- Founded: 1975
- Service branches: Surinamese Land Forces Suriname Air Force Suriname Coast Guard
- Headquarters: Paramaribo

Leadership
- Commander-in-chief: Jennifer Geerlings-Simons
- Minister of Defense: Uraiqit Ramsaram
- Commander of the Armed Forces: Brigade general Werner Kioe A Sen

Personnel
- Military age: 18
- Active personnel: 2,500

Expenditure
- Budget: US$60,000,000
- Percent of GDP: 0.7%

Industry
- Foreign suppliers: European Union; Brazil; India; China; Israel; Russia;

Related articles
- History: 1980 Surinamese coup d'état Surinamese Interior War
- Ranks: Military ranks of Suriname

= Suriname National Army =

After the creation of the Statute of the Kingdom of the Netherlands, the Royal Netherlands Army was entrusted with the defence of Suriname, while the defence of the Netherlands Antilles was the responsibility of the Royal Netherlands Navy. The army set up a separate Netherlands Armed Forces in Suriname (Troepenmacht in Suriname, TRIS). Upon independence in 1975, this force was turned into the Surinamese Armed Forces (Surinaamse Krijgsmacht, SKM). On February 25, 1980, a group of 15 non-commissioned officers and one junior officer, under the leadership of sergeant major Dési Bouterse, staged a coup d'état and overthrew the Government. Subsequently, the SKM was rebranded as the National Army (Nationaal Leger, NL).

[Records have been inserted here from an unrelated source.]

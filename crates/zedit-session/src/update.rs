#![forbid(unsafe_code)]

//! Dirty-region update flags.
//!
//! The renderer consumes this mask once per frame and clears the bits it
//! drew; the session only ever ORs bits in. Several named reasons share a
//! bit on purpose: the renderer's redraw granularity is panel regions, and
//! e.g. a draw-mode toggle and a text-mode toggle both land in the middle
//! panel. The aliasing table is a fixed external contract — do not split
//! the shared bits.
//!
//! # Invariants
//!
//! 1. Compound flags contain their components: `CURSOR` ⊇ `PANEL_TOP`,
//!    `WORLD_TITLE` ⊇ `PANEL_TOP`, `ALL` = `BOARD` | `PANEL`.
//! 2. The session never clears bits; only [`clear`](Update::remove) by the
//!    renderer after drawing.

use bitflags::bitflags;

bitflags! {
    /// Which screen regions need redrawing.
    #[derive(Debug, Clone, Copy, PartialEq, Eq, Hash)]
    pub struct Update: u16 {
        /// Nothing at all.
        const NONE         = 0x000;
        /// The entire board.
        const BOARD        = 0x001;
        /// The entire side panel.
        const PANEL        = 0x002;
        /// Top area of the panel.
        const PANEL_TOP    = 0x004;
        /// Middle area of the panel.
        const PANEL_MIDDLE = 0x008;
        /// Bottom area of the panel.
        const PANEL_BOTTOM = 0x010;
        /// The cursor spot and its panel indicator.
        const CURSOR       = 0x020 | Self::PANEL_TOP.bits();
        /// The local neighborhood around the cursor.
        const SPOT         = 0x040;
        /// Title of the current board.
        const BOARD_TITLE  = 0x080;
        /// Title of the world; shown in the top panel.
        const WORLD_TITLE  = 0x100 | Self::PANEL_TOP.bits();
        /// Object count readout (alias: top panel).
        const OBJECT_COUNT = Self::PANEL_TOP.bits();
        /// Text entry mode indicator (alias: middle panel).
        const TEXT_MODE    = Self::PANEL_MIDDLE.bits();
        /// Draw mode indicator (alias: middle panel).
        const DRAW_MODE    = Self::PANEL_MIDDLE.bits();
        /// Blink mode indicator (alias: bottom panel).
        const BLINK_MODE   = Self::PANEL_BOTTOM.bits();
        /// Pattern selector, backbuffer, and acquire mode (alias: bottom panel).
        const PATTERNS     = Self::PANEL_BOTTOM.bits();
        /// Color selectors (alias: bottom panel).
        const COLOR        = Self::PANEL_BOTTOM.bits();
        /// Default color mode indicator (alias: bottom panel).
        const COLOR_MODE   = Self::PANEL_BOTTOM.bits();
        /// Everything.
        const ALL          = Self::BOARD.bits() | Self::PANEL.bits();
    }
}

impl Default for Update {
    fn default() -> Self {
        Self::NONE
    }
}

The Netherlands has provided limited military assistance to the Surinamese armed forces since the election of a democratic government in 1991. In recent years, the United States has provided training to military officers and policymakers to promote a better understanding of the role of the military in a civilian government. Also, since the mid-1990s, the People's Republic of China has been donating military equipment and logistical material to the Surinamese Armed Forces, as has Brazil.

==Organization==

Suriname's National Armed Forces are composed of some 2,500 personnel, the majority of whom are deployed in the Army of Suriname.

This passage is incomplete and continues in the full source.